Local governments are poised to spend tens of millions of dollars on these projects in coming years unless demand subsides.
In mid-Friday afternoon I was driving down a street in Winter Haven near Lake Howard and noticed a yard with sprinklers going full blast about 2:45 p.m. a time when lawn watering is prohibited all over Polk County. Violators can face fines if they are caught, but I’ve never heard much indication that any active enforcement occurs.
While I stopped to snap a photo, a neighbor asked me what I was doing. I told him I was documenting unpermitted water use. He told me I ought to mind my own business. I replied this is my business.
In fact, protecting natural resources is everyone’s business, a point we should constantly make to anyone we meet.
Lawn irrigation is an important issue because it is the largest user of public utility water supplies, which are becoming the largest component in total water consumption in the area.

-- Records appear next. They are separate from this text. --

/*
* Copyright (C) 2026  The bitdoku authors
* This file is part of bitdoku.
*
* bitdoku is free software: you can redistribute it and/or modify
* it under the terms of the GNU Affero General Public License as published
* by the Free Software Foundation, either version 3 of the License, or
* (at your option) any later version.
*
* bitdoku is distributed in the hope that it will be useful,
* but WITHOUT ANY WARRANTY; without even the implied warranty of
* MERCHANTABILITY or FITNESS FOR A PARTICULAR PURPOSE.  See the
* GNU Affero General Public License for more details.
*
* You should have received a copy of the GNU Affero General Public License
* along with bitdoku.  If not, see <https://www.gnu.org/licenses/>.
*/

//! Human-style deduction: the technique catalog and its dispatcher.
//!
//! Each technique is a stateless function taking a grid snapshot and
//! returning at most one [`Move`] — the first match found by its internal
//! scan order. The dispatcher consults the catalog in a fixed priority
//! order (cheapest, most human-natural techniques first) and applies moves
//! to a fresh copy of the grid.

pub mod basic;
pub mod fish;
pub mod intersection;
pub mod single_digit;
pub mod subsets;

use crate::error::SudokuError;
use crate::grid::Grid;
use crate::types::Move;

/// A technique finder: grid snapshot in, first matching move out.
pub type Finder = fn(&Grid) -> Option<Move>;

/// The core catalog in priority order.
const CORE_CATALOG: &[Finder] = &[
    basic::find_full_house,
    basic::find_naked_single,
    basic::find_hidden_single,
    intersection::find_pointing_candidates,
    intersection::find_claiming_candidates,
    subsets::find_naked_pair,
    subsets::find_naked_triple,
    subsets::find_naked_quad,
    subsets::find_hidden_pair,
    subsets::find_hidden_triple,
    subsets::find_hidden_quad,
];

/// The fish / single-digit pattern family, consulted after the core
/// catalog when [`Catalog::Extended`] is selected.
const FISH_CATALOG: &[Finder] = &[
    fish::find_x_wing,
    fish::find_swordfish,
    single_digit::find_skyscraper,
    single_digit::find_two_string_kite,
    single_digit::find_turbot_fish,
];

/// Which technique families the dispatcher consults.
#[derive(Debug, Clone, Copy, Default, PartialEq, Eq)]
pub enum Catalog {
    /// Singles, intersections and subsets.
    #[default]
    Core,
    /// Core plus the fish / single-digit pattern family.
    Extended,
}

impl Catalog {
    fn finders(self) -> impl Iterator<Item = &'static Finder> {
        let extension: &[Finder] = match self {
            Catalog::Core => &[],
            Catalog::Extended => FISH_CATALOG,
        };
        CORE_CATALOG.iter().chain(extension.iter())
    }
}

/// Finds the highest-priority applicable move in the default catalog.
///
/// Fails with `InvalidGrid` if the grid does not pass its validity gate,
/// and with `NoMoveFound` when the catalog is exhausted. The latter is an
/// expected, recoverable "stuck" signal, not a fatal condition.
pub fn find_next_move(grid: &Grid) -> Result<Move, SudokuError> {
    find_next_move_in(grid, Catalog::default())
}

/// [`find_next_move`] against an explicit catalog.
pub fn find_next_move_in(grid: &Grid, catalog: Catalog) -> Result<Move, SudokuError> {
    ensure_valid(grid)?;
    catalog
        .finders()
        .find_map(|finder| finder(grid))
        .ok_or(SudokuError::NoMoveFound)
}

/// Collects the first match of every technique, not only the global
/// first. Diagnostic variant used for coverage analysis.
pub fn find_all_moves(grid: &Grid, catalog: Catalog) -> Result<Vec<Move>, SudokuError> {
    ensure_valid(grid)?;
    Ok(catalog.finders().filter_map(|finder| finder(grid)).collect())
}

/// Applies a move to a copy of the grid and returns the copy.
///
/// A move computed against the current grid always applies cleanly, so
/// any failure from the underlying cell operations indicates a catalog or
/// dispatcher defect and is re-signaled as `InvalidGrid`.
pub fn apply_move(grid: &Grid, mv: &Move) -> Result<Grid, SudokuError> {
    let mut next = *grid;
    if let Some(p) = mv.placement {
        next.set_cell(p.index, p.value, false)
            .map_err(|e| SudokuError::InvalidGrid(format!("applying {}: {e}", mv.technique)))?;
    }
    for elimination in &mv.eliminations {
        for &value in &elimination.values {
            next.remove_candidate(elimination.index, value).map_err(|e| {
                SudokuError::InvalidGrid(format!("applying {}: {e}", mv.technique))
            })?;
        }
    }
    Ok(next)
}

/// Outcome of a logical solve.
#[derive(Debug, Clone)]
pub struct LogicalResult {
    /// The grid after the last applied move.
    pub grid: Grid,
    /// Every applied move, in order.
    pub moves: Vec<Move>,
    /// True when the final grid is completely filled. A false value means
    /// the puzzle needs a technique outside the consulted catalog — a
    /// capability boundary, not an error.
    pub solved: bool,
}

/// Repeatedly asks the dispatcher for the next move and applies it until
/// the catalog is exhausted, recording each step.
pub fn solve_logically(grid: &Grid) -> Result<LogicalResult, SudokuError> {
    solve_logically_with(grid, Catalog::default())
}

/// [`solve_logically`] against an explicit catalog.
pub fn solve_logically_with(grid: &Grid, catalog: Catalog) -> Result<LogicalResult, SudokuError> {
    let mut current = *grid;
    let mut moves = Vec::new();
    loop {
        match find_next_move_in(&current, catalog) {
            Ok(mv) => {
                current = apply_move(&current, &mv)?;
                moves.push(mv);
            }
            Err(SudokuError::NoMoveFound) => break,
            Err(e) => return Err(e),
        }
    }
    let solved = current.is_complete();
    log::trace!(
        "logical solve applied {} moves, solved: {solved}",
        moves.len()
    );
    Ok(LogicalResult {
        grid: current,
        moves,
        solved,
    })
}

fn ensure_valid(grid: &Grid) -> Result<(), SudokuError> {
    if grid.is_valid() {
        Ok(())
    } else {
        Err(SudokuError::InvalidGrid(
            "grid fails its validity preconditions".into(),
        ))
    }
}

/// Pre-calculates per-digit position masks in a single grid pass.
/// Returns `([digit][row] -> column mask, [digit][col] -> row mask)`.
/// Shared by the fish and single-digit pattern finders.
pub(crate) fn digit_line_masks(grid: &Grid) -> ([[u16; 9]; 10], [[u16; 9]; 10]) {
    let mut row_masks = [[0u16; 9]; 10];
    let mut col_masks = [[0u16; 9]; 10];

    for i in 0..81 {
        if grid.value(i) == 0 {
            let r = i / 9;
            let c = i % 9;
            let mut mask = grid.candidates(i);
            while mask > 0 {
                let trailing = mask.trailing_zeros();
                let num = (trailing + 1) as usize;
                row_masks[num][r] |= 1 << c;
                col_masks[num][c] |= 1 << r;
                mask &= !(1 << trailing);
            }
        }
    }
    (row_masks, col_masks)
}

Before we build the first reverse osmosis plant to treat the water coming from deep wells in outlying areas of the county and piping that treated water to new customers and injecting the brine deep into the earth, we need to have second thoughts about our landscaping practices.
Break the habit of heavy water use and other intensive landscape management practices. They waste water and contaminate the environment.
These are practices we can live without.